Помню, над дачей прозвенел маленький — по нынешним представлениям, Ли-2, Архангельский проводил его задумчивым взглядом
и заметил:
— Малые скорости — утомляют, а я не могу вести машину, если
есть ограничения, сто двадцать километров — минимальная скорость
для автомобиля...
(Я вспомнил его, сразу, ударом, когда через два года после этого
разговора полетел на Ту-104 с его, Архангельского, двигателями, было
это двадцать лет назад. Господи, как неудержимо время, каким оно
сделалось емким, как оно уменьшило наш шарик, как он сделался
слаб и беззащитен, какой же крошечный он на самом-то деле, и нет
на нем надежного одиночества, все включено в общую круговерть
века скоростей, и спасти человека, спасти в нем поэтику может лишь
память, а истинная память — всегда добра, она некая «антискорость»,
она обнимает воедино поколения, она делает землю общей...)
Я запомнил, как Вишневский глянул на Архангельского, когда тот
сказал про «малые скорости». У Вишневского был поразительный
взгляд — это был взгляд раненого сатира, понимающего свою
обреченность: человек неуемный, чистый и устремленный (помнишь,
у Пастернака: «он был, как выпад на рапире»), он, мне кажется, принял
на себя ответственность за философское отстаивание медицины от скоростей нашего века, он отдавал себя, словно
испрашивая прощения своему цеху, — талантливые люди не боятся корпоративности.

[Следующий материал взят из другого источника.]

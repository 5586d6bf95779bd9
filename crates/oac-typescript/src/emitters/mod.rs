pub mod client;
pub mod server;
pub mod server_types;
pub mod types;
pub mod validators;

use crate::compile::{RUNTIME, TYPES};
use crate::context::Context;
use crate::fragment::{Code, Origin, quote};

/// Settings shared by every emitted file.
#[derive(Debug, Clone)]
pub struct EmitOptions {
    /// Module the `Runtime` namespace is imported from.
    pub runtime_module: String,
    /// Prefix every fragment with a comment naming where it was generated.
    pub annotate: bool,
}

/// Module specifier of the generated types file, relative to its siblings.
pub const TYPES_MODULE: &str = "./types";

/// Prepend the preamble the body turned out to need and render the file.
///
/// `local_imports` are `(alias, module)` namespace imports the emitter always
/// needs, such as `./server-types` in the server file.
pub fn finish_file(ctx: &Context, options: &EmitOptions, local_imports: &[(&str, &str)], body: Code) -> String {
    let mut file = preamble(ctx, options, local_imports);
    file.append(body);
    if options.annotate {
        file.render_annotated()
    } else {
        file.render()
    }
}

fn preamble(ctx: &Context, options: &EmitOptions, local_imports: &[(&str, &str)]) -> Code {
    let usage = ctx.usage();
    let mut lines = vec!["// Generated by oac. Do not edit.".to_string()];
    if usage.runtime {
        lines.push(format!(
            "import * as {RUNTIME} from {};",
            quote(&options.runtime_module)
        ));
    }
    if usage.types {
        lines.push(format!("import * as {TYPES} from {};", quote(TYPES_MODULE)));
    }
    for (alias, module) in local_imports {
        lines.push(format!("import * as {alias} from {};", quote(module)));
    }
    if usage.query_string {
        lines.push("import qs from \"qs\";".to_string());
    }
    for (module, symbols) in &usage.imports {
        let symbols: Vec<&str> = symbols.iter().map(String::as_str).collect();
        lines.push(format!("import {{ {} }} from {};", symbols.join(", "), quote(module)));
    }
    let mut text = lines.join("\n");
    text.push_str("\n\n");
    Code::tagged(text, Origin::Preamble)
}
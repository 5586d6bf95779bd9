use std::borrow::Cow;

use serde::de::DeserializeOwned;
use serde_json::Value;

use super::content::{RequestBody, RequestBodyOrRef, Response, ResponseOrRef};
use super::parameter::{Header, HeaderOrRef, Parameter, ParameterOrRef};
use super::pointer;
use super::schema::SchemaOrRef;
use super::spec::OpenApiSpec;
use crate::error::{CompileError, ParseError, ResolveError};
use crate::naming::to_identifier;

/// A loaded OpenAPI document: the raw JSON tree for pointer resolution and
/// the typed model for everything else. Immutable once built.
#[derive(Debug, Clone)]
pub struct Document {
    raw: Value,
    spec: OpenApiSpec,
}

/// Model types that may be replaced by a `{ $ref }` object.
pub trait Referable: DeserializeOwned + Clone {
    const KIND: &'static str;
    fn ref_path(&self) -> Option<&str>;
}

macro_rules! referable {
    ($ty:ty, $kind:literal) => {
        impl Referable for $ty {
            const KIND: &'static str = $kind;
            fn ref_path(&self) -> Option<&str> {
                match self {
                    Self::Ref { ref_path } => Some(ref_path),
                    _ => None,
                }
            }
        }
    };
}

referable!(SchemaOrRef, "schema");
referable!(ParameterOrRef, "parameter");
referable!(RequestBodyOrRef, "request body");
referable!(ResponseOrRef, "response");
referable!(HeaderOrRef, "header");

impl Document {
    pub fn from_value(raw: Value) -> Result<Self, ParseError> {
        let spec: OpenApiSpec = serde_json::from_value(raw.clone())?;
        if !spec.is_supported_version() {
            return Err(ParseError::UnsupportedVersion(spec.openapi.clone()));
        }
        Ok(Self { raw, spec })
    }

    pub fn spec(&self) -> &OpenApiSpec {
        &self.spec
    }

    pub fn raw(&self) -> &Value {
        &self.raw
    }

    pub fn resolve(&self, reference: &str) -> Result<&Value, ResolveError> {
        pointer::resolve(&self.raw, reference)
    }

    /// Resolve `reference` and decode the target as `T`.
    pub fn resolve_as<T: DeserializeOwned>(
        &self,
        reference: &str,
        expected: &'static str,
    ) -> Result<T, ResolveError> {
        let node = self.resolve(reference)?;
        serde_json::from_value(node.clone()).map_err(|source| ResolveError::Decode {
            reference: reference.to_string(),
            expected,
            source,
        })
    }

    /// Follow a `$ref` chain to the first non-reference node.
    pub fn deref<'a, T: Referable>(&self, node: &'a T) -> Result<Cow<'a, T>, CompileError> {
        let mut current = Cow::Borrowed(node);
        let mut seen: Vec<String> = Vec::new();
        while let Some(reference) = current.ref_path().map(str::to_string) {
            if seen.contains(&reference) {
                return Err(CompileError::malformed(format!(
                    "{} reference cycle through {}",
                    T::KIND,
                    seen.join(" -> ")
                )));
            }
            let next: T = self.resolve_as(&reference, T::KIND)?;
            seen.push(reference);
            current = Cow::Owned(next);
        }
        Ok(current)
    }

    pub fn deref_schema<'a>(
        &self,
        node: &'a SchemaOrRef,
    ) -> Result<Cow<'a, SchemaOrRef>, CompileError> {
        self.deref(node)
    }

    pub fn parameter<'a>(&self, node: &'a ParameterOrRef) -> Result<Cow<'a, Parameter>, CompileError> {
        match self.deref(node)? {
            Cow::Borrowed(ParameterOrRef::Parameter(p)) => Ok(Cow::Borrowed(p)),
            Cow::Owned(ParameterOrRef::Parameter(p)) => Ok(Cow::Owned(p)),
            _ => Err(unresolved(ParameterOrRef::KIND)),
        }
    }

    pub fn request_body<'a>(
        &self,
        node: &'a RequestBodyOrRef,
    ) -> Result<Cow<'a, RequestBody>, CompileError> {
        match self.deref(node)? {
            Cow::Borrowed(RequestBodyOrRef::RequestBody(b)) => Ok(Cow::Borrowed(b)),
            Cow::Owned(RequestBodyOrRef::RequestBody(b)) => Ok(Cow::Owned(b)),
            _ => Err(unresolved(RequestBodyOrRef::KIND)),
        }
    }

    pub fn response<'a>(&self, node: &'a ResponseOrRef) -> Result<Cow<'a, Response>, CompileError> {
        match self.deref(node)? {
            Cow::Borrowed(ResponseOrRef::Response(r)) => Ok(Cow::Borrowed(r)),
            Cow::Owned(ResponseOrRef::Response(r)) => Ok(Cow::Owned(r)),
            _ => Err(unresolved(ResponseOrRef::KIND)),
        }
    }

    pub fn header<'a>(&self, node: &'a HeaderOrRef) -> Result<Cow<'a, Header>, CompileError> {
        match self.deref(node)? {
            Cow::Borrowed(HeaderOrRef::Header(h)) => Ok(Cow::Borrowed(h)),
            Cow::Owned(HeaderOrRef::Header(h)) => Ok(Cow::Owned(h)),
            _ => Err(unresolved(HeaderOrRef::KIND)),
        }
    }

    /// Identifier for a referenced schema: its `title`, else the final pointer
    /// segment, made into a valid identifier.
    pub fn ref_name(&self, reference: &str) -> Result<String, ResolveError> {
        let target = self.resolve(reference)?;
        if let Some(title) = target.get("title").and_then(Value::as_str) {
            return Ok(to_identifier(title));
        }
        let segment = pointer::last_segment(reference)?.unwrap_or_else(|| "Root".to_string());
        Ok(to_identifier(&segment))
    }
}

fn unresolved(kind: &str) -> CompileError {
    CompileError::malformed(format!("{kind} reference did not resolve to a {kind}"))
}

Я пошел проводить его к полям, там он строил дачу, и было уже
сумеречно, и огромные кленовые листья впечатывались в небо, как
реалистическая декорация (Дуня фыркнет, но нельзя нам подделываться
друг под друга, мы славимся тем, что умеем выворачивать друг
другу руки: «Ты не прав, это красиво, оттого что я так считаю». Демократия
начинается там, где есть уважительное отношение к мнениям каждого.
Я горжусь дружбой с Дунечкой именно потому, что мы с
ней уважительны к мнениям каждого; не обязательно мнение
собеседника принимать — важно понимать его).
Вишневский остановился, долго рассматривал эти листья,
которые казались черными, обожженными, что ли, потом почесал кончик
носа, вздохнул:
— С осени прошлого года у меня отвращение к этим красивым
большим листьям — будь то клен или платан...
Он зашагал дальше и замолчал, и я не удержался:
— Отчего так, Александр Александрович?
— Прошлой осенью в Будапеште я пролежал, распластавшись на
этих листьях, минут сорок, и не поднять головы, оттого что в меня
стреляли с крыш. Генеральские погоны — вот они меня и расстреливали...
Ощущение мерзкое, должен признаться. А я
только-только придумал операцию, такую интересную...
— Он
прибавил три слова, не очень-то печатаемые в нашей литературе,
снова хмыкнул, поправил очки. — Там я понял, что значит ползать
по-пластунски...
Мундир испачкал, такой красивый мундир... Как это в стихах:
«города солдаты оставляют, генералы города берут»... Обидно, знаете
ли, что война, именно жестокая война — такое поле для хирурга,
для становления его смелости — не на улице, когда в тебя бьют и
листьями пахнет, а на операционном столе: нарежешь вволю, профессиональная
удовлетворенность, новая метода...
Он вздохнул и
повторил, — невероятная, непонятная несправедливость бытия ...
Я расписался, Татуля, поэтому заключаю все это пожеланием одним
лишь: пожалуйста, продолжай твое прекрасное, доброе дело, твори
дар бесценный, сохраняй людям — людей.